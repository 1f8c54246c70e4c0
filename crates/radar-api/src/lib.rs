//! 상승 모델 레이더 REST API 서버.
//!
//! # 모듈 구성
//!
//! - [`state`]: 애플리케이션 공유 상태 (AppState)
//! - [`routes`]: REST API 엔드포인트
//! - [`error`]: 통합 에러 응답
//! - [`metrics`]: Prometheus 메트릭 수집
//! - [`middleware`]: HTTP 미들웨어
//! - [`openapi`]: OpenAPI 문서

pub mod error;
pub mod metrics;
pub mod middleware;
pub mod openapi;
pub mod routes;
pub mod state;

pub use error::{ApiErrorResponse, ApiResult, FieldError};
pub use metrics::setup_metrics_recorder;
pub use middleware::metrics_layer;
pub use openapi::{openapi_router, ApiDoc};
pub use routes::*;
pub use state::AppState;

#[cfg(any(test, feature = "test-utils"))]
pub use state::create_test_state;
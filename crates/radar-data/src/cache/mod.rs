//! 캐싱 레이어.
//!
//! - 응답 캐시: (국가, 월) 단위 순위 응답을 TTL 동안 보관
//! - 시계: 캐시 만료와 `lastUpdated` 계산에 쓰는 주입 가능한 현재 시각

pub mod clock;
pub mod memory;

pub use clock::{Clock, ManualClock, SystemClock};
pub use memory::{cache_key, CacheStats, InMemoryTtlCache, ResponseCache, DEFAULT_TTL};
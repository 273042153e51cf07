//! Logging glue into the shared structured logger (§2.1).
//!
//! Thin wrappers around [`crate::observability::Logger`], called at the same
//! points the original engine emits verbose trace lines: snapshot load,
//! delete, create, and truncate. A logging call is best-effort; it never
//! returns a [`super::errors::BlockResult`] and never gates correctness.

use crate::observability::Logger;

pub fn load(name: &str, readonly: bool) {
    Logger::info(
        "block_snapshot_load",
        &[("name", name), ("readonly", if readonly { "true" } else { "false" })],
    );
}

pub fn unload(name: &str) {
    Logger::info("block_snapshot_unload", &[("name", name)]);
}

pub fn create(name: &str, snapshot_count: usize) {
    Logger::info(
        "block_snapshot_create",
        &[("name", name), ("snapshot_count", &snapshot_count.to_string())],
    );
}

pub fn delete(name: &str, deleted: &str) {
    Logger::info("block_snapshot_delete", &[("name", name), ("deleted", deleted)]);
}

pub fn truncate(name: &str, old_size: u64, new_size: u64) {
    Logger::info(
        "block_file_truncate",
        &[("name", name), ("old_size", &old_size.to_string()), ("new_size", &new_size.to_string())],
    );
}

#[cfg(test)]
mod tests {
    use super::*;

    #[test]
    fn test_log_calls_do_not_panic() {
        load("test.db", true);
        unload("test.db");
        create("test.db", 3);
        delete("test.db", "s2");
        truncate("test.db", 8192, 4096);
    }
}
//! Human-readable cookie rendering (§4.7).
//!
//! A pure diagnostic function with no side effects: given an encoded cookie,
//! render its fields the way an operator dumping a snapshot block would want
//! to see them. Not used on any hot path.

use super::cookie;
use super::types::Locator;

fn format_locator(label: &str, locator: &Locator) -> String {
    if locator.is_valid() {
        format!("{label}=[offset={}, size={}, cksum={:#010x}]", locator.offset, locator.size, locator.cksum)
    } else {
        format!("{label}=[Empty]")
    }
}

/// Decodes `raw_cookie` and renders it as a single human-readable line.
/// Returns the decode error's display text, prefixed, if the cookie is
/// malformed.
pub fn format_cookie(raw_cookie: &[u8]) -> String {
    let state = match cookie::decode(raw_cookie) {
        Ok(state) => state,
        Err(e) => return format!("<invalid cookie: {e}>"),
    };

    format!(
        "version={} {} {} {} {} file_size={} write_gen={}",
        state.version,
        format_locator("root", &state.root),
        format_locator("alloc", &state.alloc.locator),
        format_locator("avail", &state.avail.locator),
        format_locator("discard", &state.discard.locator),
        state.file_size,
        state.write_gen,
    )
}
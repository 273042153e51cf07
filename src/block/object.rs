//! The live block object (§4.1, §5).
//!
//! `BlockObject` is the handle callers hold open against a single backing
//! file: it owns the I/O backend, the live extent-list/root state once
//! loaded, and the short-lived `live_lock` that serializes mutation of that
//! state against concurrent readers. It does not itself enforce
//! single-writer discipline for `snapshot()` calls — per §5, that is the
//! caller's responsibility, the same way `ApiHandler`'s `Mutex<()>` protects
//! shared fields without pretending to be a full request scheduler.

use std::sync::Mutex;

use super::errors::{BlockError, BlockResult};
use super::io::BlockBackend;
use super::types::SnapshotStateBlock;
use super::verify::{NullVerifyHooks, VerifyHooks};

/// A live handle onto a block-addressed B-tree storage file.
pub struct BlockObject {
    pub(crate) name: String,
    pub(crate) verify: bool,
    pub(crate) io: Box<dyn BlockBackend>,
    pub(crate) hooks: Box<dyn VerifyHooks>,
    /// Serializes mutation of `live` and the file size across the load,
    /// unload, and snapshot-process paths.
    pub(crate) live_lock: Mutex<()>,
    pub(crate) live_loaded: bool,
    pub(crate) live: SnapshotStateBlock,
}

impl BlockObject {
    /// Initializes a block object against `io`, with verification disabled
    /// and the default no-op verify hooks (§4.1's non-locking `snap_init`
    /// plus its locking counterpart: the live state starts zeroed and
    /// unloaded, and `live_lock` starts unlocked).
    pub fn new(name: impl Into<String>, io: Box<dyn BlockBackend>) -> Self {
        Self {
            name: name.into(),
            verify: false,
            io,
            hooks: Box::new(NullVerifyHooks),
            live_lock: Mutex::new(()),
            live_loaded: false,
            live: SnapshotStateBlock::zeroed(),
        }
    }

    /// Enables verification and installs `hooks` to be called during
    /// load/unload.
    pub fn with_verify(mut self, hooks: Box<dyn VerifyHooks>) -> Self {
        self.verify = true;
        self.hooks = hooks;
        self
    }

    pub fn name(&self) -> &str {
        &self.name
    }

    pub fn is_loaded(&self) -> bool {
        self.live_loaded
    }

    /// Returns a snapshot of the live state block. Errors if nothing is
    /// loaded.
    pub fn live_state(&self) -> BlockResult<SnapshotStateBlock> {
        if !self.live_loaded {
            return Err(BlockError::not_loaded(format!("{}: no snapshot loaded", self.name)));
        }
        Ok(self.live.clone())
    }
}

/// Initializes a snapshot state block (§4.1), one of the four required entry
/// points to the engine (§6).
///
/// When `is_live` is true, this is also the only place `live_loaded` is
/// check-and-set: `live_lock` is held just long enough to fail with
/// `ALREADY_LOADED` if a snapshot is already live, or else mark it live. The
/// lock is released before the state block itself is zeroed, so a failed call
/// never touches the previous live state.
pub fn snap_init(obj: &mut BlockObject, is_live: bool) -> BlockResult<()> {
    if is_live {
        let _guard = obj.live_lock.lock().expect("live lock poisoned");
        if obj.live_loaded {
            return Err(BlockError::already_loaded(format!("{}: snapshot already loaded", obj.name)));
        }
        obj.live_loaded = true;
    }
    obj.live = SnapshotStateBlock::zeroed();
    Ok(())
}
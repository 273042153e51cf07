//! Block device I/O collaborators (§4.8, §9).
//!
//! The snapshot engine never touches a file descriptor directly; it drives
//! two small traits instead, mirroring the `WalRead`/`StorageApply` split in
//! the recovery replay path: a swappable seam for tests, and a single real
//! implementation for production use.
//!
//! `BlockIo::free_tracked`/`free_untracked` preserve, at the type level, the
//! distinction the original engine makes with a boolean "checkpoint I/O"
//! flag: tracked frees count against the live allocation statistics, untracked
//! frees (backing a historical snapshot load) do not.

use std::fs::{File, OpenOptions};
use std::io::{Read, Seek, SeekFrom, Write};
use std::path::Path;
use std::sync::Mutex;

use super::errors::{BlockError, BlockResult};

/// Raw block-addressed read/write/free operations against the backing file.
pub trait BlockIo: Send + Sync {
    /// Reads exactly `len` bytes starting at `offset`.
    fn read_off(&self, offset: u64, len: usize) -> BlockResult<Vec<u8>>;

    /// Writes `data` at `offset`, returning the offset written to.
    fn write_off(&self, offset: u64, data: &[u8]) -> BlockResult<u64>;

    /// Releases a tracked extent: one the live allocation list owns and whose
    /// release must be reflected in live accounting.
    fn free_tracked(&self, offset: u64, len: u64) -> BlockResult<()>;

    /// Releases an untracked extent: one discovered while loading historical
    /// snapshot state, whose release is bookkeeping only.
    fn free_untracked(&self, offset: u64, len: u64) -> BlockResult<()>;
}

/// File-level operations distinct from block addressing: truncation, size
/// queries, and durability.
pub trait FileIo: Send + Sync {
    /// Truncates the backing file to exactly `size` bytes.
    fn truncate(&self, size: u64) -> BlockResult<()>;

    /// Returns the current file size in bytes.
    fn size(&self) -> BlockResult<u64>;

    /// Flushes all outstanding writes to stable storage.
    fn fsync(&self) -> BlockResult<()>;
}

/// Combines [`BlockIo`] and [`FileIo`] into a single object-safe handle so
/// [`super::object::BlockObject`] can hold one trait object instead of two.
pub trait BlockBackend: BlockIo + FileIo {}
impl<T: BlockIo + FileIo> BlockBackend for T {}

/// A real, file-backed implementation of [`BlockIo`] and [`FileIo`], grounded
/// in the document storage writer's `OpenOptions`/`sync_all` usage.
///
/// Offsets are absolute byte positions within the file; callers serialize
/// concurrent access to the handle themselves (the live lock covers mutation
/// of the live extent lists, not raw I/O against the handle).
pub struct FileBlockIo {
    file: Mutex<File>,
}

impl FileBlockIo {
    /// Opens (creating if necessary) the backing file at `path` for
    /// read/write access.
    pub fn open(path: impl AsRef<Path>) -> BlockResult<Self> {
        let file = OpenOptions::new()
            .read(true)
            .write(true)
            .create(true)
            .open(path)
            .map_err(|e| BlockError::io("failed to open backing file", e))?;
        Ok(Self { file: Mutex::new(file) })
    }
}

impl BlockIo for FileBlockIo {
    fn read_off(&self, offset: u64, len: usize) -> BlockResult<Vec<u8>> {
        let mut file = self.file.lock().expect("block io mutex poisoned");
        file.seek(SeekFrom::Start(offset))
            .map_err(|e| BlockError::io("seek failed during read_off", e))?;
        let mut buf = vec![0u8; len];
        file.read_exact(&mut buf)
            .map_err(|e| BlockError::io("short read in read_off", e))?;
        Ok(buf)
    }

    fn write_off(&self, offset: u64, data: &[u8]) -> BlockResult<u64> {
        let mut file = self.file.lock().expect("block io mutex poisoned");
        file.seek(SeekFrom::Start(offset))
            .map_err(|e| BlockError::io("seek failed during write_off", e))?;
        file.write_all(data)
            .map_err(|e| BlockError::io("short write in write_off", e))?;
        Ok(offset)
    }

    fn free_tracked(&self, _offset: u64, _len: u64) -> BlockResult<()> {
        Ok(())
    }

    fn free_untracked(&self, _offset: u64, _len: u64) -> BlockResult<()> {
        Ok(())
    }
}

impl FileIo for FileBlockIo {
    fn truncate(&self, size: u64) -> BlockResult<()> {
        let file = self.file.lock().expect("block io mutex poisoned");
        file.set_len(size).map_err(|e| BlockError::io("truncate failed", e))
    }

    fn size(&self) -> BlockResult<u64> {
        let file = self.file.lock().expect("block io mutex poisoned");
        file.metadata()
            .map(|m| m.len())
            .map_err(|e| BlockError::io("stat failed", e))
    }

    fn fsync(&self) -> BlockResult<()> {
        let file = self.file.lock().expect("block io mutex poisoned");
        file.sync_all().map_err(|e| BlockError::io("fsync failed", e))
    }
}


#[cfg(test)]
mod tests {
    use super::mock::MockBlockIo;
    use super::*;
    use tempfile::NamedTempFile;

    #[test]
    fn test_file_block_io_write_then_read() {
        let tmp = NamedTempFile::new().unwrap();
        let io = FileBlockIo::open(tmp.path()).unwrap();
        io.truncate(4096).unwrap();
        io.write_off(128, b"hello").unwrap();
        let out = io.read_off(128, 5).unwrap();
        assert_eq!(&out, b"hello");
    }

    #[test]
    fn test_file_block_io_truncate_and_size() {
        let tmp = NamedTempFile::new().unwrap();
        let io = FileBlockIo::open(tmp.path()).unwrap();
        io.truncate(8192).unwrap();
        assert_eq!(io.size().unwrap(), 8192);
        io.truncate(4096).unwrap();
        assert_eq!(io.size().unwrap(), 4096);
    }

    #[test]
    fn test_file_block_io_fsync_does_not_error() {
        let tmp = NamedTempFile::new().unwrap();
        let io = FileBlockIo::open(tmp.path()).unwrap();
        io.write_off(0, b"x").unwrap();
        assert!(io.fsync().is_ok());
    }

    #[test]
    fn test_mock_tracks_tracked_vs_untracked_frees() {
        let io = MockBlockIo::new(1024);
        io.free_tracked(0, 16).unwrap();
        io.free_untracked(16, 32).unwrap();
        assert_eq!(*io.tracked_frees.lock().unwrap(), vec![(0, 16)]);
        assert_eq!(*io.untracked_frees.lock().unwrap(), vec![(16, 32)]);
    }

    #[test]
    fn test_mock_read_past_end_errors() {
        let io = MockBlockIo::new(8);
        assert!(io.read_off(4, 16).is_err());
    }
}
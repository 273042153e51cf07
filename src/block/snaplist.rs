//! Snapshot list entries and their lifecycle flags (§4.5, §9).
//!
//! A snapshot list is the ordered sequence of named snapshots the caller
//! passes into `snapshot()`: each entry carries a raw cookie (or none, for a
//! brand-new entry), a set of [`SnapFlags`] describing what should happen to
//! it, and — while `snapshot()` is running — transient ownership of the
//! historical [`SnapshotStateBlock`] it decodes to.
//!
//! `SnapFlags` is a bitmask rather than a tagged enum: a real snapshot list
//! entry can be `ADD` on first creation and later gain `UPDATE` once a
//! neighboring delete forces it to be rewritten, so the three states are not
//! mutually exclusive in practice. `bitflags` keeps that shape explicit while
//! giving each flag a real name instead of a bare `u8`.

use bitflags::bitflags;

use super::errors::{BlockError, BlockResult};
use super::types::SnapshotStateBlock;

bitflags! {
    /// Lifecycle flags for a single snapshot list entry.
    #[derive(Debug, Clone, Copy, PartialEq, Eq)]
    pub struct SnapFlags: u8 {
        /// This entry is new; its cookie does not exist on disk yet.
        const ADD = 0b001;
        /// This entry should be removed once `snapshot()` completes.
        const DELETE = 0b010;
        /// This entry survives but must be rewritten (its extent lists changed
        /// as a result of a neighboring delete).
        const UPDATE = 0b100;
    }
}

impl SnapFlags {
    /// Validates that the flag combination is one `snapshot()` can act on:
    /// `ADD` and `DELETE` together make no sense (a brand-new entry cannot
    /// simultaneously be marked for removal).
    pub fn validate(self) -> BlockResult<()> {
        if self.contains(SnapFlags::ADD) && self.contains(SnapFlags::DELETE) {
            return Err(BlockError::invalid_argument(
                "snapshot list entry cannot be both ADD and DELETE",
            ));
        }
        Ok(())
    }
}

/// One entry in a snapshot list passed to `snapshot()`.
pub struct SnapshotListEntry {
    pub name: String,
    /// The entry's encoded cookie, if it already exists on disk.
    pub raw_cookie: Option<Vec<u8>>,
    pub flags: SnapFlags,
    /// Historical state loaded transiently during `snapshot()` processing;
    /// always `None` outside of an in-flight `snapshot()` call.
    pub historical: Option<Box<SnapshotStateBlock>>,
}

impl SnapshotListEntry {
    /// Builds a brand-new entry to be added by the next `snapshot()` call.
    pub fn new_add(name: impl Into<String>) -> Self {
        Self { name: name.into(), raw_cookie: None, flags: SnapFlags::ADD, historical: None }
    }

    /// Builds an entry referencing an existing on-disk snapshot, unmarked.
    pub fn existing(name: impl Into<String>, raw_cookie: Vec<u8>) -> Self {
        Self {
            name: name.into(),
            raw_cookie: Some(raw_cookie),
            flags: SnapFlags::empty(),
            historical: None,
        }
    }

    /// Marks this entry for deletion during the next `snapshot()` call.
    pub fn mark_delete(&mut self) {
        self.flags.insert(SnapFlags::DELETE);
    }

    /// Marks this entry as needing a rewritten cookie, without changing
    /// whether it is also scheduled for deletion.
    pub fn mark_update(&mut self) {
        self.flags.insert(SnapFlags::UPDATE);
    }

    pub fn is_add(&self) -> bool {
        self.flags.contains(SnapFlags::ADD)
    }

    pub fn is_delete(&self) -> bool {
        self.flags.contains(SnapFlags::DELETE)
    }

    pub fn is_update(&self) -> bool {
        self.flags.contains(SnapFlags::UPDATE)
    }

    /// Releases transiently-loaded historical state. Safe to call whether or
    /// not state was ever loaded; always called before returning from
    /// `snapshot()`, on every path including errors.
    pub fn drop_historical(&mut self) {
        self.historical = None;
    }
}
//! Error types for the block snapshot subsystem.
//!
//! Error codes:
//! - BLOCK_ALREADY_LOADED (ERROR severity)
//! - BLOCK_NOT_LOADED (ERROR severity)
//! - BLOCK_IO (ERROR severity)
//! - BLOCK_CORRUPT (ERROR severity)
//! - BLOCK_INVALID_ARGUMENT (ERROR severity)

use std::fmt;
use std::io;

/// Severity levels for block errors.
#[derive(Debug, Clone, Copy, PartialEq, Eq)]
pub enum Severity {
    /// Operation fails, caller continues.
    Error,
}

impl fmt::Display for Severity {
    fn fmt(&self, f: &mut fmt::Formatter<'_>) -> fmt::Result {
        match self {
            Severity::Error => write!(f, "ERROR"),
        }
    }
}

/// Block-subsystem error codes.
#[derive(Debug, Clone, Copy, PartialEq, Eq)]
pub enum BlockErrorCode {
    /// Snapshot load attempted while a live snapshot is already loaded.
    AlreadyLoaded,
    /// Unload or snapshot called before a successful load.
    NotLoaded,
    /// Backing-file read/write/truncate/fsync failure.
    Io,
    /// Cookie decode failure, checksum mismatch, or extent-list read inconsistency.
    Corrupt,
    /// Malformed snapshot list (missing ADD terminal, DELETE with no successor, etc).
    InvalidArgument,
}

impl BlockErrorCode {
    /// Returns the string code.
    pub fn code(&self) -> &'static str {
        match self {
            BlockErrorCode::AlreadyLoaded => "BLOCK_ALREADY_LOADED",
            BlockErrorCode::NotLoaded => "BLOCK_NOT_LOADED",
            BlockErrorCode::Io => "BLOCK_IO",
            BlockErrorCode::Corrupt => "BLOCK_CORRUPT",
            BlockErrorCode::InvalidArgument => "BLOCK_INVALID_ARGUMENT",
        }
    }

    /// Returns the severity level for this error.
    ///
    /// All block errors are ERROR severity: a failed snapshot operation
    /// surfaces to the caller but never requires process termination.
    pub fn severity(&self) -> Severity {
        Severity::Error
    }
}

impl fmt::Display for BlockErrorCode {
    fn fmt(&self, f: &mut fmt::Formatter<'_>) -> fmt::Result {
        write!(f, "{}", self.code())
    }
}

/// Block-subsystem error with full context.
#[derive(Debug)]
pub struct BlockError {
    code: BlockErrorCode,
    message: String,
    details: Option<String>,
    source: Option<io::Error>,
}

impl BlockError {
    /// Snapshot load attempted while already loaded.
    pub fn already_loaded(message: impl Into<String>) -> Self {
        Self {
            code: BlockErrorCode::AlreadyLoaded,
            message: message.into(),
            details: None,
            source: None,
        }
    }

    /// Unload/snapshot called before load.
    pub fn not_loaded(message: impl Into<String>) -> Self {
        Self {
            code: BlockErrorCode::NotLoaded,
            message: message.into(),
            details: None,
            source: None,
        }
    }

    /// I/O failure with an underlying source error.
    pub fn io(message: impl Into<String>, source: io::Error) -> Self {
        Self {
            code: BlockErrorCode::Io,
            message: message.into(),
            details: None,
            source: Some(source),
        }
    }

    /// Corruption detected (cookie, checksum, or extent-list inconsistency).
    pub fn corrupt(message: impl Into<String>) -> Self {
        Self {
            code: BlockErrorCode::Corrupt,
            message: message.into(),
            details: None,
            source: None,
        }
    }

    /// Malformed snapshot list.
    pub fn invalid_argument(message: impl Into<String>) -> Self {
        Self {
            code: BlockErrorCode::InvalidArgument,
            message: message.into(),
            details: None,
            source: None,
        }
    }

    /// Attach additional free-text details.
    pub fn with_details(mut self, details: impl Into<String>) -> Self {
        self.details = Some(details.into());
        self
    }

    /// Returns the error code.
    pub fn code(&self) -> BlockErrorCode {
        self.code
    }

    /// Returns the severity level.
    pub fn severity(&self) -> Severity {
        self.code.severity()
    }

    /// Returns the error message.
    pub fn message(&self) -> &str {
        &self.message
    }

    /// Returns additional details, if any.
    pub fn details(&self) -> Option<&str> {
        self.details.as_deref()
    }

    /// Block errors are never fatal; they are ERROR severity only.
    pub fn is_fatal(&self) -> bool {
        false
    }
}

impl fmt::Display for BlockError {
    fn fmt(&self, f: &mut fmt::Formatter<'_>) -> fmt::Result {
        write!(f, "[{}] {}: {}", self.code.severity(), self.code.code(), self.message)?;
        if let Some(ref details) = self.details {
            write!(f, " ({})", details)?;
        }
        Ok(())
    }
}

impl std::error::Error for BlockError {
    fn source(&self) -> Option<&(dyn std::error::Error + 'static)> {
        self.source.as_ref().map(|e| e as &(dyn std::error::Error + 'static))
    }
}

/// Result type for block-subsystem operations.
pub type BlockResult<T> = Result<T, BlockError>;
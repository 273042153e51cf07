//! Snapshot unload (§4.4).
//!
//! Releases the live snapshot's in-memory extent-list ranges and clears
//! `live_loaded`, returning the object to the state `snapshot_load` found it
//! in. Errors if nothing is currently loaded. `live_loaded` is mutated under
//! `live_lock` (§5), the same as the check-and-set in `snap_init`.

use super::errors::{BlockError, BlockResult};
use super::object::BlockObject;

/// Releases the live snapshot state of `obj`.
pub fn snapshot_unload(obj: &mut BlockObject) -> BlockResult<()> {
    {
        let guard = obj.live_lock.lock().expect("live lock poisoned");
        if !obj.live_loaded {
            return Err(BlockError::not_loaded(format!("{}: no snapshot loaded to unload", obj.name)));
        }
        obj.live_loaded = false;
        drop(guard);
    }

    if obj.verify {
        obj.hooks.pre_unload(&obj.name)?;
    }

    obj.live.alloc.release();
    obj.live.avail.release();
    obj.live.discard.release();
    Ok(())
}

#[cfg(test)]
mod tests {
    use super::*;
    use crate::block::io::mock::MockBlockIo;
    use crate::block::load::snapshot_load;

    fn loaded_object() -> BlockObject {
        let mut obj = BlockObject::new("test.db", Box::new(MockBlockIo::new(4096)));
        snapshot_load(&mut obj, None, false).unwrap();
        obj
    }

    #[test]
    fn test_unload_clears_loaded_flag() {
        let mut obj = loaded_object();
        snapshot_unload(&mut obj).unwrap();
        assert!(!obj.is_loaded());
    }

    #[test]
    fn test_unload_releases_extent_ranges() {
        let mut obj = loaded_object();
        obj.live.avail.ranges_or_empty();
        assert!(obj.live.avail.ranges.is_some());

        snapshot_unload(&mut obj).unwrap();
        assert!(obj.live.avail.ranges.is_none());
    }

    #[test]
    fn test_unload_without_load_errors() {
        let mut obj = BlockObject::new("test.db", Box::new(MockBlockIo::new(4096)));
        let err = snapshot_unload(&mut obj).unwrap_err();
        assert_eq!(err.code().code(), "BLOCK_NOT_LOADED");
    }

    #[test]
    fn test_unload_then_reload_succeeds() {
        let mut obj = loaded_object();
        snapshot_unload(&mut obj).unwrap();

        snapshot_load(&mut obj, None, false).unwrap();
        assert!(obj.is_loaded());
    }
}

▬▬▬

#### Aim of the task:
In the entries above, find the line with "block. Errors if nothing is" and the line with "a failed call", then set down exactly those two and every line between them, nothing else.

#### Answer:
    /// Returns a snapshot of the live state block. Errors if nothing is
    /// loaded.
    pub fn live_state(&self) -> BlockResult<SnapshotStateBlock> {
        if !self.live_loaded {
            return Err(BlockError::not_loaded(format!("{}: no snapshot loaded", self.name)));
        }
        Ok(self.live.clone())
    }
}

/// Initializes a snapshot state block (§4.1), one of the four required entry
/// points to the engine (§6).
///
/// When `is_live` is true, this is also the only place `live_loaded` is
/// check-and-set: `live_lock` is held just long enough to fail with
/// `ALREADY_LOADED` if a snapshot is already live, or else mark it live. The
/// lock is released before the state block itself is zeroed, so a failed call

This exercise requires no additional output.